## EXERCISE REQUIREMENTS
Take from the records below each line that holds "ReportArgs".

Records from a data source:
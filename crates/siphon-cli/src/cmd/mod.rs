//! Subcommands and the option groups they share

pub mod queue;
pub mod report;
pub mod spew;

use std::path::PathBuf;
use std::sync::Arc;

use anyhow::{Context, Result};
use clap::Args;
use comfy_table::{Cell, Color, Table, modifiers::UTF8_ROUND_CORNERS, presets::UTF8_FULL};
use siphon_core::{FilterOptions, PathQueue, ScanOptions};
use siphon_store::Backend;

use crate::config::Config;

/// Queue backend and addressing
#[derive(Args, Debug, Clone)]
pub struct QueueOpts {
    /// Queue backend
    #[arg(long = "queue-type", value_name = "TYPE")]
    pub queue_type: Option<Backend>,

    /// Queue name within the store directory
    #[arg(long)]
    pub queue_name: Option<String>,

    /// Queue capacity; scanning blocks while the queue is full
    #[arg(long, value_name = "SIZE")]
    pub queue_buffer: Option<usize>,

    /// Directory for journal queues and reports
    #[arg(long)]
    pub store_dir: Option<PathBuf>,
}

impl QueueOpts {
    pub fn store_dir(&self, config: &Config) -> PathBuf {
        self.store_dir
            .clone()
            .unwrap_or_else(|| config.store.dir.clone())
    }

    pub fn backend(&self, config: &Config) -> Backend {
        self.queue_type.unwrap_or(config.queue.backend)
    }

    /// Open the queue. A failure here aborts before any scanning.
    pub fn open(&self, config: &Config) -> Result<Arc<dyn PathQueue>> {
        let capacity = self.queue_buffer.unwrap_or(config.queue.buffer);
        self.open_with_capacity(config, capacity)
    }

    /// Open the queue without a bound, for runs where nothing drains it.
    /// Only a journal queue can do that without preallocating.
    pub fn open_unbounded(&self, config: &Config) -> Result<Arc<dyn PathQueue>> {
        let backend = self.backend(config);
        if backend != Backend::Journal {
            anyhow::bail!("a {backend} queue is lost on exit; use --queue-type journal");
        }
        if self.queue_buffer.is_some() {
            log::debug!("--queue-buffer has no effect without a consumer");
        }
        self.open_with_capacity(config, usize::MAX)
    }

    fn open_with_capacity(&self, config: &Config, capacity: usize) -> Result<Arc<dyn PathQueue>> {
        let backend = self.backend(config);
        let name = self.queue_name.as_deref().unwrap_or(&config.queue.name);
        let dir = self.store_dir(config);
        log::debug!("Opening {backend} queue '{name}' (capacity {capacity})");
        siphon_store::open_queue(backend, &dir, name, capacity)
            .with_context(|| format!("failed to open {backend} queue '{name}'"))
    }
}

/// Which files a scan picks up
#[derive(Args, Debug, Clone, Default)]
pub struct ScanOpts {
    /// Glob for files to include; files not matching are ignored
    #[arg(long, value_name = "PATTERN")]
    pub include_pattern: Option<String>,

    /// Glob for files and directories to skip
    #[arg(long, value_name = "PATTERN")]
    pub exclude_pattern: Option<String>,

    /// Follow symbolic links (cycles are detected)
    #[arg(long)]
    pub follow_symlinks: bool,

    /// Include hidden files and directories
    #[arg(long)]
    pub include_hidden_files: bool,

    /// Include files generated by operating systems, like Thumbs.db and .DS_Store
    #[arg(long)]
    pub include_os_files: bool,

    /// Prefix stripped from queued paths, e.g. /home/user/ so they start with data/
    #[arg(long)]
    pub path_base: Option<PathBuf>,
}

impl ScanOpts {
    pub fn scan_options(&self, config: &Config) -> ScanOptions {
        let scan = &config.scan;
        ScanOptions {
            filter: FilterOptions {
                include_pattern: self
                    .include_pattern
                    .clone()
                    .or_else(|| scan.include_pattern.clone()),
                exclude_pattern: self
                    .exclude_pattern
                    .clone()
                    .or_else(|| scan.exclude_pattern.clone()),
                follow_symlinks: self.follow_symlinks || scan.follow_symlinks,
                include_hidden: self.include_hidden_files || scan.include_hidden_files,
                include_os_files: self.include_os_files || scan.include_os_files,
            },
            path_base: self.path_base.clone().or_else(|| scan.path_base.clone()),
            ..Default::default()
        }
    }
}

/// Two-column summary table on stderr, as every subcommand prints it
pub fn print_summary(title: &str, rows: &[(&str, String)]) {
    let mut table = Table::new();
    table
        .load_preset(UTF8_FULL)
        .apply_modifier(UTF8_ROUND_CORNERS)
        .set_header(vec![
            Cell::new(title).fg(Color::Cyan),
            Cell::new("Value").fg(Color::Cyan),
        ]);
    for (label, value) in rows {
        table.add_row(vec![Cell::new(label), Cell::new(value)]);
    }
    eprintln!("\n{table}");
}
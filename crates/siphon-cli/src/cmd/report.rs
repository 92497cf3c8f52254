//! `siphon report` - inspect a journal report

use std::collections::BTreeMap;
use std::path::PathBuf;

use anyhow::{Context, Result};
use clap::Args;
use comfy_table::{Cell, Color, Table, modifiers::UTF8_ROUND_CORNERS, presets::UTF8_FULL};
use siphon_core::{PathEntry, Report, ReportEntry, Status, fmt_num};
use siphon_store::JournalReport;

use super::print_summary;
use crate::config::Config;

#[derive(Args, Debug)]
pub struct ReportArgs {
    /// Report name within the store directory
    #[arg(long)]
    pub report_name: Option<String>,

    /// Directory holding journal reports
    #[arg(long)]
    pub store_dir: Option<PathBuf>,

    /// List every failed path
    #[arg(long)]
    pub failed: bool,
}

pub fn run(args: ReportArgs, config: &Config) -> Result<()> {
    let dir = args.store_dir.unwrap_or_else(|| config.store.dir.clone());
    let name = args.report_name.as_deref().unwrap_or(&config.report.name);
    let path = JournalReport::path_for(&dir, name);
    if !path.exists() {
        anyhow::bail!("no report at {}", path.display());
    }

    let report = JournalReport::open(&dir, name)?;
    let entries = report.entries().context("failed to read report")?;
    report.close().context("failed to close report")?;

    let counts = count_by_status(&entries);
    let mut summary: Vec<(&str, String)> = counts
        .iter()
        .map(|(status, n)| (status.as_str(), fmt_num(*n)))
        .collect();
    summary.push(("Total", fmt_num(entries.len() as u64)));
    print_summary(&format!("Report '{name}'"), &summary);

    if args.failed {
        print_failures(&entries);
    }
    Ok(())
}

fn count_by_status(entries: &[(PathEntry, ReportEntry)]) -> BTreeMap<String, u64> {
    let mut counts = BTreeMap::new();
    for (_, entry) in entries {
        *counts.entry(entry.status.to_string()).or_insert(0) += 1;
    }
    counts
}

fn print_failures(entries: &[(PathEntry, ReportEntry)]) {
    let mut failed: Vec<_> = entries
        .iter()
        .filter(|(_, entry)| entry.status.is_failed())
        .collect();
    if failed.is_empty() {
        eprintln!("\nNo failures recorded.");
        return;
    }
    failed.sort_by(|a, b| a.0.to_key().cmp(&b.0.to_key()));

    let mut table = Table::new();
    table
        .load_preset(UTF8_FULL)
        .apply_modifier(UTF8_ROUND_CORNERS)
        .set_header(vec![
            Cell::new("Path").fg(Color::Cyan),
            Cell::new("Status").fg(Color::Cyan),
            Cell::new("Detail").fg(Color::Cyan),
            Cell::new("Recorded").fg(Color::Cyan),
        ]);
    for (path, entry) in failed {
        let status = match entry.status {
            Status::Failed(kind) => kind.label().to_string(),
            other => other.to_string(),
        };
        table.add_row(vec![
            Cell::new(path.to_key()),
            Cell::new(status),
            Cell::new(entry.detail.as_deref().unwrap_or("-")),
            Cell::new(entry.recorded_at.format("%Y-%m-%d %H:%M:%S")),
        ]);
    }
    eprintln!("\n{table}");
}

## YOUR SOLUTION
pub struct ReportArgs {
pub fn run(args: ReportArgs, config: &Config) -> Result<()> {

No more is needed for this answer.